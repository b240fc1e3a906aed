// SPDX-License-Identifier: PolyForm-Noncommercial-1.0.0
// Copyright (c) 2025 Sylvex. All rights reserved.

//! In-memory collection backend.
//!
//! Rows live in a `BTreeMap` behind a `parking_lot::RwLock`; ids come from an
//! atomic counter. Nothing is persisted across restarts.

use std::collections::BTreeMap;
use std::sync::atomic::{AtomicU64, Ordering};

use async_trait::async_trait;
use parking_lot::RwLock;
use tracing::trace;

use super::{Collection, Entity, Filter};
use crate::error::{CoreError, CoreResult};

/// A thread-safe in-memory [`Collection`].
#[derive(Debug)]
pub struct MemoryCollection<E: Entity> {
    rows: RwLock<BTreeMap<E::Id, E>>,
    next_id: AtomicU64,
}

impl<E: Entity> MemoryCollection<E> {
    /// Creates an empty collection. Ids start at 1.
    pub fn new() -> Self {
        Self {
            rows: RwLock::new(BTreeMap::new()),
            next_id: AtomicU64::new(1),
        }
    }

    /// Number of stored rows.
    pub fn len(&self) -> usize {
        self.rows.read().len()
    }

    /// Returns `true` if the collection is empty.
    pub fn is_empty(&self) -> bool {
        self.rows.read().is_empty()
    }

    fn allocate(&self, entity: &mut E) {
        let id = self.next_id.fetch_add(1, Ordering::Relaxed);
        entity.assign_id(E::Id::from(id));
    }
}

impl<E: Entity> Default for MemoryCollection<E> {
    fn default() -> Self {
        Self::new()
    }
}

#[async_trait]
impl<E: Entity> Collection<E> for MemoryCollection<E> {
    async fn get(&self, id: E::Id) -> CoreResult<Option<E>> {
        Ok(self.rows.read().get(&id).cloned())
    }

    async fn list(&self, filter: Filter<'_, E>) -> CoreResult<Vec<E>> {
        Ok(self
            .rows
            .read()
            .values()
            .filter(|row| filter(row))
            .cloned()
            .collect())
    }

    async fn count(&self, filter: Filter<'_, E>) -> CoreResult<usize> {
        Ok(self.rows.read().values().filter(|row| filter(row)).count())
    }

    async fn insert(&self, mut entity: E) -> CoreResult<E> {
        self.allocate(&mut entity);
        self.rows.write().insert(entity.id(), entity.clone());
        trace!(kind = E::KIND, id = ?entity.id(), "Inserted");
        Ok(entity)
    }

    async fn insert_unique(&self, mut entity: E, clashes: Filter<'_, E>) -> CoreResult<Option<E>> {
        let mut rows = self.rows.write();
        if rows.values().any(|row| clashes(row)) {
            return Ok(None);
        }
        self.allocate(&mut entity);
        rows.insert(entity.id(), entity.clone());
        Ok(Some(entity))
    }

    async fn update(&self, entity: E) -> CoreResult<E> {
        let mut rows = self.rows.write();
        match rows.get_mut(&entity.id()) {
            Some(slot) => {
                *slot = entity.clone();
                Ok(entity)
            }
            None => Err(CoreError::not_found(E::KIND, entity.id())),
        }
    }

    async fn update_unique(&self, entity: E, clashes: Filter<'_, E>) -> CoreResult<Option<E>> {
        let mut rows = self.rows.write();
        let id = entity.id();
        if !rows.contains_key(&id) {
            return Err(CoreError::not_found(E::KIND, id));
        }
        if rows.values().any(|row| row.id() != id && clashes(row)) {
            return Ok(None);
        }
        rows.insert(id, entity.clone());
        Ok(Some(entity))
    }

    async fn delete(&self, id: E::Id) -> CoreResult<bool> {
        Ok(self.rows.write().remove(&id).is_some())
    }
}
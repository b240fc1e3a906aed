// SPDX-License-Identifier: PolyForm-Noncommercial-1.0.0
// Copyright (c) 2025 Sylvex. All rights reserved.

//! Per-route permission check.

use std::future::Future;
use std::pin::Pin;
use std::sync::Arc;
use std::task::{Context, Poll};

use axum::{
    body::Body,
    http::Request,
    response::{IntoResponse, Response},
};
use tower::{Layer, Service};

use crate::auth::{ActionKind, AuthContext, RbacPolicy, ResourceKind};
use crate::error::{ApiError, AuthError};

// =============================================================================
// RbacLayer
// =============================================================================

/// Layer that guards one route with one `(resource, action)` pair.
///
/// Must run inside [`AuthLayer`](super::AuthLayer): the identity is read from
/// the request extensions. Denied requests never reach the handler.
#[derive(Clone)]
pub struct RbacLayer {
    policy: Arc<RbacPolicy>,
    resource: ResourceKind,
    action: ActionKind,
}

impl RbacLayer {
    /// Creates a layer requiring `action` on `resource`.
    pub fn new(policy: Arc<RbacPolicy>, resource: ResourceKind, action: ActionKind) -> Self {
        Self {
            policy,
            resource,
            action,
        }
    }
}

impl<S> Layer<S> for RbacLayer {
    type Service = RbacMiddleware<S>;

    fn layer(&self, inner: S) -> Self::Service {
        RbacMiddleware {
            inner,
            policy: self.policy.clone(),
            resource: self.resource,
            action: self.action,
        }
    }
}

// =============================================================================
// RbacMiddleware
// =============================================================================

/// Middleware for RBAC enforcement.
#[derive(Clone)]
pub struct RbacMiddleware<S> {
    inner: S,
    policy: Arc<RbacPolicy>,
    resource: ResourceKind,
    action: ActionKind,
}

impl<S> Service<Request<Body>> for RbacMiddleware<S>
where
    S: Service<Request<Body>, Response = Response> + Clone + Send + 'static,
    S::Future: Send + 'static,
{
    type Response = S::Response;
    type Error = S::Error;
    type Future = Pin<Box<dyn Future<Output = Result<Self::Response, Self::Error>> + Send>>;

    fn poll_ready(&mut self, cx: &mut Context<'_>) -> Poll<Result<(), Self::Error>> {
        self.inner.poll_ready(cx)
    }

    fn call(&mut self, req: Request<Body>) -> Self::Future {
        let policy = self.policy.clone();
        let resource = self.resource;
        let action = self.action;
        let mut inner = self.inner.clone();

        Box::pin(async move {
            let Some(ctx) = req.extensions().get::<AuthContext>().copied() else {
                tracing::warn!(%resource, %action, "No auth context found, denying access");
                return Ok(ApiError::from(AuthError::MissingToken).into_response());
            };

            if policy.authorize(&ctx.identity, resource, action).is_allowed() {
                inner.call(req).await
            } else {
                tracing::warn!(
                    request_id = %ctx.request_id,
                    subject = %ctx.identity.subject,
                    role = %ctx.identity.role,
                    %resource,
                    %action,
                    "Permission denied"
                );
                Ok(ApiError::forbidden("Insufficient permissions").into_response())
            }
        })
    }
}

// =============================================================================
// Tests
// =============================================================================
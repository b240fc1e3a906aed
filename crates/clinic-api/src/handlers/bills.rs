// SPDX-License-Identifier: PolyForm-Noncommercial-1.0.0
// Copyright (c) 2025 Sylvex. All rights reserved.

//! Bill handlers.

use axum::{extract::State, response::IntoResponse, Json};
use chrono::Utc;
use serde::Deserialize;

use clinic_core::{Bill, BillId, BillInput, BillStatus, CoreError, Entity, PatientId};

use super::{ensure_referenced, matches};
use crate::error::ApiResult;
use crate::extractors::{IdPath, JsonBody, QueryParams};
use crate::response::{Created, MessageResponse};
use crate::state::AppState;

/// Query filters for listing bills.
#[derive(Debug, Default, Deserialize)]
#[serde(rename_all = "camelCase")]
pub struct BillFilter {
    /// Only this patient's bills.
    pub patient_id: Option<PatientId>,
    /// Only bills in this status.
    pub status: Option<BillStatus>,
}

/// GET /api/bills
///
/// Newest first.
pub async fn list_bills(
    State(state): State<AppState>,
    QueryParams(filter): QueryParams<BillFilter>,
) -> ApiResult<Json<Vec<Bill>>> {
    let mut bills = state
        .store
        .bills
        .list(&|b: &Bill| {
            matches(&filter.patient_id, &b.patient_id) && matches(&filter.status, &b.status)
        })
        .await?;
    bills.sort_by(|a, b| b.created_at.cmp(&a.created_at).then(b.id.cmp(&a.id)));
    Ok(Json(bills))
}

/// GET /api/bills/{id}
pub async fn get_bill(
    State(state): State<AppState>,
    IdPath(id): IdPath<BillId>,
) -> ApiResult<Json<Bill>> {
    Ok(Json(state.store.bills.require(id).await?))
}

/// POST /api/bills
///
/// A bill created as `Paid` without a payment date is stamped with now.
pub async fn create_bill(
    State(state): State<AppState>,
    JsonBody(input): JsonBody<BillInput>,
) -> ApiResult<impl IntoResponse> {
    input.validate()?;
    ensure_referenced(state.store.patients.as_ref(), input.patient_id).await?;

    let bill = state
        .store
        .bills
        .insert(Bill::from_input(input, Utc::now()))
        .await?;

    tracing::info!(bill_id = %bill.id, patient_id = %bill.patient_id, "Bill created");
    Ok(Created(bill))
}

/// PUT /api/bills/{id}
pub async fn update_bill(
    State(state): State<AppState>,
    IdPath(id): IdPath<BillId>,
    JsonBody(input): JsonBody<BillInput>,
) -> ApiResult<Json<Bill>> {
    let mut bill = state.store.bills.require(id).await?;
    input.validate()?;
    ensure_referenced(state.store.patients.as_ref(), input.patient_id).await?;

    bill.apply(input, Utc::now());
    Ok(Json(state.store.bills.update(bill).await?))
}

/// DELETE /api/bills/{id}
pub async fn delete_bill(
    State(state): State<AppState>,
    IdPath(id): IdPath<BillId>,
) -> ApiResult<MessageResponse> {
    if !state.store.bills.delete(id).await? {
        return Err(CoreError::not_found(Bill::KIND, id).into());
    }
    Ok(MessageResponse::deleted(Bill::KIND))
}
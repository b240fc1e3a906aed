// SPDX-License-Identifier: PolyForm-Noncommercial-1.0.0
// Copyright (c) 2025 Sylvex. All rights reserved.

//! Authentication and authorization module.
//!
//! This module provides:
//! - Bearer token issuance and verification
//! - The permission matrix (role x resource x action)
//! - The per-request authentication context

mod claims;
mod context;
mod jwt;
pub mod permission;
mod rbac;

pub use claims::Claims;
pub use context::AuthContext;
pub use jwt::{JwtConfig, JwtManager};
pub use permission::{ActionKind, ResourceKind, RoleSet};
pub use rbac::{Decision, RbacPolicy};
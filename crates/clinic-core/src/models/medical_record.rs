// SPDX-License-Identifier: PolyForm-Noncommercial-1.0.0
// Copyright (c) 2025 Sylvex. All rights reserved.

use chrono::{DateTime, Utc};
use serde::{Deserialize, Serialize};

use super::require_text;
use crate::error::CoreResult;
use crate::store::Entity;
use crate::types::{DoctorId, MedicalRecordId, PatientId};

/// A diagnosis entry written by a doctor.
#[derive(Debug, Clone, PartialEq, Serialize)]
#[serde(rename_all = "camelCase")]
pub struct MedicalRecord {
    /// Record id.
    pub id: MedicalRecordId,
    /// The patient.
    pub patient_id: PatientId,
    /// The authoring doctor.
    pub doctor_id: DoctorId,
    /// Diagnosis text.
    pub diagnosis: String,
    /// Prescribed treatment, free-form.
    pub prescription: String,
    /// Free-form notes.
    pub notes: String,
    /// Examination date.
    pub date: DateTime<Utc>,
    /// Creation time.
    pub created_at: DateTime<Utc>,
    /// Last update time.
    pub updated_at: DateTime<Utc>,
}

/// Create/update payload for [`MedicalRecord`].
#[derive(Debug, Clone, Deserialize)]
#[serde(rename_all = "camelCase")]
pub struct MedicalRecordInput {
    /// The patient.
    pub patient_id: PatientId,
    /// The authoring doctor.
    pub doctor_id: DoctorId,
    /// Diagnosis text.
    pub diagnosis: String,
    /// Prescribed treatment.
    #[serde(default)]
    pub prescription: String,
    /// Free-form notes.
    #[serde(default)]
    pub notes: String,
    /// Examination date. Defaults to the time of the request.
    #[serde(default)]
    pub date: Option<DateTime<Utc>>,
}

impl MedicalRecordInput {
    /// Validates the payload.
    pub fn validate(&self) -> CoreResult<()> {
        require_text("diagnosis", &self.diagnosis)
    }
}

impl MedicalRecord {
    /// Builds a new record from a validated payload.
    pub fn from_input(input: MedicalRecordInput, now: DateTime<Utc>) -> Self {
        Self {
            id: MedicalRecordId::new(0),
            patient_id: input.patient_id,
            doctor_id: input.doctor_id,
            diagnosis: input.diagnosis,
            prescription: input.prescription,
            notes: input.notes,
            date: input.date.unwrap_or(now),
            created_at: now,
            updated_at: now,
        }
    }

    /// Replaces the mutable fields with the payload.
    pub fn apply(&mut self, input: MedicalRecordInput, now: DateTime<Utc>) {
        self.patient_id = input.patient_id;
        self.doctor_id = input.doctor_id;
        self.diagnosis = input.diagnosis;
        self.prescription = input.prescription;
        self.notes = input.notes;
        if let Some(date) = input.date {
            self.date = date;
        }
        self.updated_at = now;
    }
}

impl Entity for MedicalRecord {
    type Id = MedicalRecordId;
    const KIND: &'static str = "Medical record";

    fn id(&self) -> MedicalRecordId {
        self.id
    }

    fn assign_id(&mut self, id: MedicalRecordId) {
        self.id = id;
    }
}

- WHAT IS NEEDED
Go through the records above, find every line with the word "MessageResponse", and list those lines.

- WRITTEN RESPONSE
use crate::response::{Created, MessageResponse};
) -> ApiResult<MessageResponse> {
    Ok(MessageResponse::deleted(Bill::KIND))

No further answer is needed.